Por Janine Salles de Carvalho

As eleições municipais vêm aí. E com elas, é comum o ressurgimento de diversas propostas sensacionalistas em segurança pública e política penal.

Todas as eleições têm por efeito colateral candidaturas que se valem de discursos incapazes de trazer respostas efetivas para desafios históricos. Quando se trata de temas diretamente vinculados à falta de segurança em nossas cidades e o anseio legítimo da população em se sentir protegida, a questão se agrava ainda mais. Aproveitando-se do nosso medo, candidatos e candidatas, dos mais variados partidos, lançam mão de um sem-fim de promessas e soluções falsas. Muitas com o potencial de acentuar ainda mais a insegurança a médio e longo prazo.

O grande perigo da manipulação desonesta do medo da população é que as falsas promessas afastam das pessoas soluções concretas para problemas complexos. Isso porque a maioria delas falha em combater as causas primordiais desses problemas. Se é verdade que, por exemplo, prender cada vez mais é sinônimo de segurança, o que explica as altas taxas de crimes que persistem ao longo dos anos? Se a população prisional brasileira não retrocede em número desde as últimas décadas e os resultados alcançados pelas políticas de segurança implementadas até então têm sido pífios, isso significa que apostamos em modelos falidos de gestão e seguimos insistindo neles, mesmo na ausência de indicadores de sucesso.

Prender mais não funciona porque essa medida não busca prevenir a violência. Ela é só uma forma de “dar resposta” ao crime e tentar “mostrar” que se está fazendo alguma coisa. São as altas taxas de aprisionamento que comprovam que prender muito é resultado de uma política que reiteradamente tem fracassado em manter a população segura.

Propor medidas que pioram a violência em nome de estratégias eleitorais é grave e apenas alimenta a lógica de violações que o sistema prisional leva consigo, sistema esse que tem como principal alvo jovens negros, pobres e com baixa escolaridade, estabelecendo-se, novamente, uma dinâmica seletiva e excludente. É só olhar para o perfil das pessoas comumente presas no Brasil que facilmente chegamos a esta constatação.

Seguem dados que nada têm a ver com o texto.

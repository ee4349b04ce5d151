//! Escrow transaction lifecycle types
//!
//! One transaction binds one offer to one listing and walks the escrow
//! states: PENDING -> PAID -> DELIVERED -> COMPLETED, with CANCELLED and
//! REFUNDED branches. Terminal records are kept forever for audit.

use crate::fee::FeeBreakdown;
use crate::ids::{ListingId, OfferId, TransactionId, UserId};
use rust_decimal::Decimal;
use serde::{Deserialize, Serialize};

/// Escrow transaction status
#[derive(Debug, Clone, Copy, PartialEq, Eq, Hash, Serialize, Deserialize)]
#[serde(rename_all = "UPPERCASE")]
pub enum TransactionStatus {
    /// Match made, payment not yet captured
    PENDING,
    /// Buyer's money captured into escrow
    PAID,
    /// Seller handed the tickets over
    DELIVERED,
    /// Receipt confirmed, seller payout owed or done (terminal)
    COMPLETED,
    /// Died before delivery (terminal)
    CANCELLED,
    /// Money returned to the buyer after delivery (terminal)
    REFUNDED,
}

impl TransactionStatus {
    /// Check if status is terminal (no further transitions possible)
    pub fn is_terminal(&self) -> bool {
        matches!(
            self,
            TransactionStatus::COMPLETED
                | TransactionStatus::CANCELLED
                | TransactionStatus::REFUNDED
        )
    }
}

/// Who confirmed receipt on the DELIVERED -> COMPLETED edge
#[derive(Debug, Clone, Copy, PartialEq, Eq, Hash, Serialize, Deserialize)]
#[serde(rename_all = "SCREAMING_SNAKE_CASE")]
pub enum ConfirmSource {
    Buyer,
    System,
}

/// Who cancelled the transaction
#[derive(Debug, Clone, Copy, PartialEq, Eq, Hash, Serialize, Deserialize)]
#[serde(rename_all = "SCREAMING_SNAKE_CASE")]
pub enum CancelSource {
    Buyer,
    Seller,
    Admin,
    System,
}

/// Complete escrow transaction record
///
/// Amounts are fixed at creation from the listing price and fee policy;
/// the lifecycle only ever moves money, never reprices it.
#[derive(Debug, Clone, PartialEq, Serialize, Deserialize)]
pub struct EscrowTransaction {
    pub transaction_id: TransactionId,
    pub offer_id: OfferId,
    pub listing_id: ListingId,
    pub buyer_id: UserId,
    pub seller_id: UserId,

    // Money, fixed at match time
    pub amount: Decimal,        // listing price x quantity
    pub platform_fee: Decimal,  // fee policy cut
    pub seller_amount: Decimal, // amount - platform_fee

    pub status: TransactionStatus,

    // Payment capture
    pub paid_at: Option<i64>,        // Unix nanos
    pub gateway_ref: Option<String>, // Capture reference, needed for refunds

    // Delivery
    pub tickets_delivered: bool,
    pub tickets_delivered_at: Option<i64>,

    // Confirmation
    pub buyer_confirmed: bool,
    pub confirmed_by: Option<ConfirmSource>,

    // Payout
    pub seller_paid_out: bool,
    pub seller_paid_out_at: Option<i64>,
    pub payout_in_flight: bool, // Claim bit, at most one live transfer call

    // Teardown
    pub canceled_by: Option<CancelSource>,
    pub cancel_reason: Option<String>,
    pub refund_reason: Option<String>,

    // Timestamps
    pub created_at: i64,
    pub updated_at: i64,
    pub version: u64, // Optimistic locking
}

impl EscrowTransaction {
    /// Create a new pending transaction from a successful match
    pub fn new(
        offer_id: OfferId,
        listing_id: ListingId,
        buyer_id: UserId,
        seller_id: UserId,
        money: FeeBreakdown,
        timestamp: i64,
    ) -> Self {
        let txn = Self {
            transaction_id: TransactionId::new(),
            offer_id,
            listing_id,
            buyer_id,
            seller_id,
            amount: money.amount,
            platform_fee: money.platform_fee,
            seller_amount: money.seller_amount,
            status: TransactionStatus::PENDING,
            paid_at: None,
            gateway_ref: None,
            tickets_delivered: false,
            tickets_delivered_at: None,
            buyer_confirmed: false,
            confirmed_by: None,
            seller_paid_out: false,
            seller_paid_out_at: None,
            payout_in_flight: false,
            canceled_by: None,
            cancel_reason: None,
            refund_reason: None,
            created_at: timestamp,
            updated_at: timestamp,
            version: 0,
        };
        assert!(txn.check_invariant(), "Fee split must sum to amount");
        txn
    }

    /// Check the monetary invariant: the split always sums exactly
    pub fn check_invariant(&self) -> bool {
        self.seller_amount + self.platform_fee == self.amount
            && self.amount > Decimal::ZERO
            && self.platform_fee >= Decimal::ZERO
            && self.seller_amount >= Decimal::ZERO
    }

    // Gateway idempotency keys derive from the transaction id, so every
    // retry of the same step presents the same key.

    pub fn capture_key(&self) -> String {
        format!("capture-{}", self.transaction_id)
    }

    pub fn payout_key(&self) -> String {
        format!("payout-{}", self.transaction_id)
    }

    pub fn refund_key(&self) -> String {
        format!("refund-{}", self.transaction_id)
    }

    /// Check if the payment window has lapsed without a capture
    pub fn payment_overdue(&self, window: i64, now: i64) -> bool {
        self.status == TransactionStatus::PENDING && now - self.created_at >= window
    }

    /// Check if the buyer's confirmation window has lapsed
    pub fn confirmation_overdue(&self, window: i64, now: i64) -> bool {
        self.status == TransactionStatus::DELIVERED
            && !self.buyer_confirmed
            && match self.tickets_delivered_at {
                Some(delivered_at) => now - delivered_at >= window,
                None => false,
            }
    }

    /// Check if a refund request is still within the dispute window
    pub fn within_dispute_window(&self, window: i64, now: i64) -> bool {
        match self.tickets_delivered_at {
            Some(delivered_at) => now - delivered_at < window,
            None => false,
        }
    }

    /// Record a successful payment capture
    ///
    /// # Panics
    /// Panics unless the transaction is PENDING
    pub fn mark_paid(&mut self, gateway_ref: String, timestamp: i64) {
        assert_eq!(self.status, TransactionStatus::PENDING, "Capture requires PENDING");
        self.status = TransactionStatus::PAID;
        self.paid_at = Some(timestamp);
        self.gateway_ref = Some(gateway_ref);
        self.updated_at = timestamp;
        self.version += 1;
    }

    /// Record ticket handover
    ///
    /// # Panics
    /// Panics unless the transaction is PAID
    pub fn mark_delivered(&mut self, timestamp: i64) {
        assert_eq!(self.status, TransactionStatus::PAID, "Delivery requires PAID");
        self.status = TransactionStatus::DELIVERED;
        self.tickets_delivered = true;
        self.tickets_delivered_at = Some(timestamp);
        self.updated_at = timestamp;
        self.version += 1;
    }

    /// Confirm receipt and close the escrow
    ///
    /// `buyer_confirmed` only becomes true when the buyer themself confirmed;
    /// a system release after the window records SYSTEM attribution instead.
    ///
    /// # Panics
    /// Panics unless the transaction is DELIVERED
    pub fn complete(&mut self, source: ConfirmSource, timestamp: i64) {
        assert_eq!(self.status, TransactionStatus::DELIVERED, "Completion requires DELIVERED");
        self.status = TransactionStatus::COMPLETED;
        self.confirmed_by = Some(source);
        self.buyer_confirmed = source == ConfirmSource::Buyer;
        self.updated_at = timestamp;
        self.version += 1;
    }

    /// Claim the right to run the payout transfer
    ///
    /// Returns true for exactly one caller between payout attempts; everyone
    /// else sees false and must not call the gateway.
    pub fn claim_payout(&mut self, timestamp: i64) -> bool {
        if self.status != TransactionStatus::COMPLETED
            || self.seller_paid_out
            || self.payout_in_flight
        {
            return false;
        }
        self.payout_in_flight = true;
        self.updated_at = timestamp;
        self.version += 1;
        true
    }

    /// Release a payout claim after a failed transfer so a retry can reclaim
    ///
    /// # Panics
    /// Panics if no claim is held
    pub fn clear_payout_claim(&mut self, timestamp: i64) {
        assert!(self.payout_in_flight, "No payout claim to clear");
        self.payout_in_flight = false;
        self.updated_at = timestamp;
        self.version += 1;
    }

    /// Record a successful seller payout
    ///
    /// # Panics
    /// Panics unless COMPLETED with an outstanding claim
    pub fn record_payout(&mut self, timestamp: i64) {
        assert_eq!(self.status, TransactionStatus::COMPLETED, "Payout requires COMPLETED");
        assert!(self.payout_in_flight, "Payout must be claimed first");
        assert!(!self.seller_paid_out, "Seller already paid out");
        self.seller_paid_out = true;
        self.seller_paid_out_at = Some(timestamp);
        self.payout_in_flight = false;
        self.updated_at = timestamp;
        self.version += 1;
    }

    /// Cancel before delivery
    ///
    /// # Panics
    /// Panics unless the transaction is PENDING or PAID
    pub fn cancel(&mut self, by: CancelSource, reason: Option<String>, timestamp: i64) {
        assert!(
            matches!(self.status, TransactionStatus::PENDING | TransactionStatus::PAID),
            "Cancel requires PENDING or PAID"
        );
        self.status = TransactionStatus::CANCELLED;
        self.canceled_by = Some(by);
        self.cancel_reason = reason;
        self.updated_at = timestamp;
        self.version += 1;
    }

    /// Refund after delivery
    ///
    /// # Panics
    /// Panics unless the transaction is DELIVERED
    pub fn refund(&mut self, reason: Option<String>, timestamp: i64) {
        assert_eq!(self.status, TransactionStatus::DELIVERED, "Refund requires DELIVERED");
        self.status = TransactionStatus::REFUNDED;
        self.refund_reason = reason;
        self.updated_at = timestamp;
        self.version += 1;
    }
}
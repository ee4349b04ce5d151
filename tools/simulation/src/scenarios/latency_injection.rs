//! Latency injection scenario
//!
//! Adds configurable delay between order submission and matching.
//! Orders are queued and processed after a delay measured in ticks.

use crate::engine::SimEngine;
use crate::scenarios::ScenarioResult;
use rust_decimal::prelude::*;
use rust_decimal::Decimal;
use std::collections::VecDeque;
use types::ids::AccountId;
use types::numeric::Price;
use types::order::Side;

/// A delayed order waiting to be submitted.
#[derive(Debug, Clone)]
struct DelayedOrder {
    account_id: AccountId,
    side: Side,
    price: Price,
    quantity: Decimal,
    submit_at_tick: u64,
    created_at: i64,
}

/// Configuration for the latency injection scenario.
#[derive(Debug, Clone)]
pub struct LatencyConfig {
    /// Delay in ticks before order reaches engine
    pub delay_ticks: u64,
    /// Number of orders to generate
    pub order_count: usize,
    /// Base price for orders
    pub base_price: Decimal,
    /// Order size
    pub order_size: Decimal,
}

impl Default for LatencyConfig {
    fn default() -> Self {
        Self {
            delay_ticks: 3,
            order_count: 20,
            base_price: Decimal::from(50000),
            order_size: Decimal::ONE,
        }
    }
}

/// Run the latency injection scenario.
///
/// Generates orders that are delayed by N ticks before reaching the engine.
/// Measures how many orders execute at stale prices.
pub fn run(engine: &mut SimEngine, config: &LatencyConfig) -> ScenarioResult {
    let base_ts: i64 = 1_000_000;
    let mut queue: VecDeque<DelayedOrder> = VecDeque::new();
    let mut total_orders: u64 = 0;
    let mut stale_fills: u64 = 0;
    let seeder = AccountId::new();

    // Seed initial book
    let bid_price = config.base_price - Decimal::from(50);
    let ask_price = config.base_price + Decimal::from(50);

    if let (Some(bp), Some(ap)) = (
        Price::try_new(bid_price.round_dp(2)),
        Price::try_new(ask_price.round_dp(2)),
    ) {
        engine.submit_order(seeder, Side::BUY, bp, Decimal::from(100), base_ts);
        engine.submit_order(seeder, Side::SELL, ap, Decimal::from(100), base_ts + 1);
    }

    // Generate delayed orders
    let trader = AccountId::new();
    for i in 0..config.order_count {
        let side = if i % 2 == 0 { Side::BUY } else { Side::SELL };
        let price = if side == Side::BUY {
            Price::new((config.base_price + Decimal::from(100)).round_dp(2))
        } else {
            Price::new((config.base_price - Decimal::from(100)).round_dp(2))
        };

        queue.push_back(DelayedOrder {
            account_id: trader,
            side,
            price,
            quantity: config.order_size,
            submit_at_tick: i as u64 + config.delay_ticks,
            created_at: base_ts + 100 + i as i64,
        });
        total_orders += 1;
    }

    // Process ticks
    let total_ticks = config.order_count as u64 + config.delay_ticks + 1;
    let events_before = engine.events.len();

    for tick in 0..total_ticks {
        // Submit any orders whose delay has elapsed
        while let Some(front) = queue.front() {
            if front.submit_at_tick <= tick {
                let order = queue.pop_front().unwrap();
                engine.submit_order(
                    order.account_id,
                    order.side,
                    order.price,
                    order.quantity,
                    order.created_at,
                );
            } else {
                break;
            }
        }
    }

    let trades = engine.trade_count() as u64;
    let events_after = engine.events.len();

    ScenarioResult {
        name: "latency_injection".to_string(),
        ticks_run: total_ticks,
        orders_submitted: total_orders,
        trades_executed: trades,
        events_emitted: events_after - events_before,
        passed: true,
        details: format!(
            "Injected {} tick delay on {} orders. {} trades executed.",
            config.delay_ticks, total_orders, trades,
        ),
    }
}

#[cfg(test)]
mod tests {
    use super::*;
    use crate::engine::SimEngine;
    use types::fee::FeeTier;
    use types::ids::MarketId;

    fn test_engine() -> SimEngine {
        let fee = FeeTier {
            volume_threshold: Decimal::ZERO,
            maker_rate: Decimal::from_str_exact("0.0002").unwrap(),
            taker_rate: Decimal::from_str_exact("0.0005").unwrap(),
        };
        SimEngine::new(MarketId::new("BTC/USDT"), fee)
    }

    #[test]
    fn test_latency_scenario() {
        let mut engine = test_engine();
        let config = LatencyConfig::default();
        let result = run(&mut engine, &config);
        assert!(result.passed);
        assert!(result.orders_submitted > 0);
        assert!(result.trades_executed > 0);
    }

    #[test]
    fn test_zero_delay() {
        let mut engine = test_engine();
        let config = LatencyConfig {
            delay_ticks: 0,
            order_count: 10,
            ..Default::default()
        };
        let result = run(&mut engine, &config);
        assert!(result.passed);
        assert!(result.trades_executed > 0);
    }

    #[test]
    fn test_high_delay() {
        let mut engine = test_engine();
        let config = LatencyConfig {
            delay_ticks: 100,
            order_count: 5,
            ..Default::default()
        };
        let result = run(&mut engine, &config);
        assert!(result.passed);
    }
}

Durante as eleições municipais, em especial, um outro ponto aparece: promessas que ultrapassam os limites dos cargos eletivos em questão. É bastante corriqueiro propostas que vão desde a construção de mais presídios até a militarização das guardas civis municipais. O que elas não explicam ao eleitor é que tais prerrogativas são de exclusividade da União e que muitos dos assuntos relacionados à segurança são de competência exclusiva dos governos estaduais, não dos municípios. Fato é que, em termos de segurança pública e política penal, vereadores e prefeitos pouco podem fazer quando o quesito é legislar. O que cabe ao município é o desenvolvimento de políticas públicas que passam por ações locais e territoriais, visando a proteção e a prevenção da violência, como mostra a Rede Justiça Criminal em sua agenda ‘Sem o município, não há solução para a violência’.

As cidades podem ser o espaço ideal para o desenvolvimento de uma cultura cidadã que vá além de uma concepção meramente repressiva de segurança. Isso passa, entre outras coisas, pela recuperação e conservação de espaços públicos, especialmente em áreas mais vulneráveis, opções de lazer e promoção da cultura, mecanismos de participação social e pelo acesso a serviços e direitos básicos por parte dos munícipes, em especial de grupos marginalizados.

 A violência é um fenômeno de várias faces e múltiplas causas. Por essa razão, sua superação exige o envolvimento de diversos setores, através de abordagens multidisciplinares, transparentes, inclusivas e participativas. Exigir que nossos representantes apresentem propostas pautadas em estudos científicos de credibilidade é cobrar responsabilidade no uso do dinheiro público. É preciso visibilizar assuntos não menos importantes como pobreza, saúde e educação e estimular ações que respeitem os direitos humanos, a cidadania e mediações pacíficas de conflitos.

É nas cidades que a vida cotidiana acontece. São nestas mesmas cidades que a proximidade diária entre gestores, população e território oferece oportunidades para o entendimento da dinâmica que alimenta a violência ou a diminui por meio de políticas públicas adequadas. Que nestas eleições, estejamos munidos o suficiente contra soluções que mascaram a real fonte de nossos problemas mais profundos. Afinal, da mesma forma que sem o município, não há solução para a violência, sem eleitores conscientes não há saída para a desinformação.

Janine Salles de Carvalho é coordenadora executiva da Rede Justiça Criminal.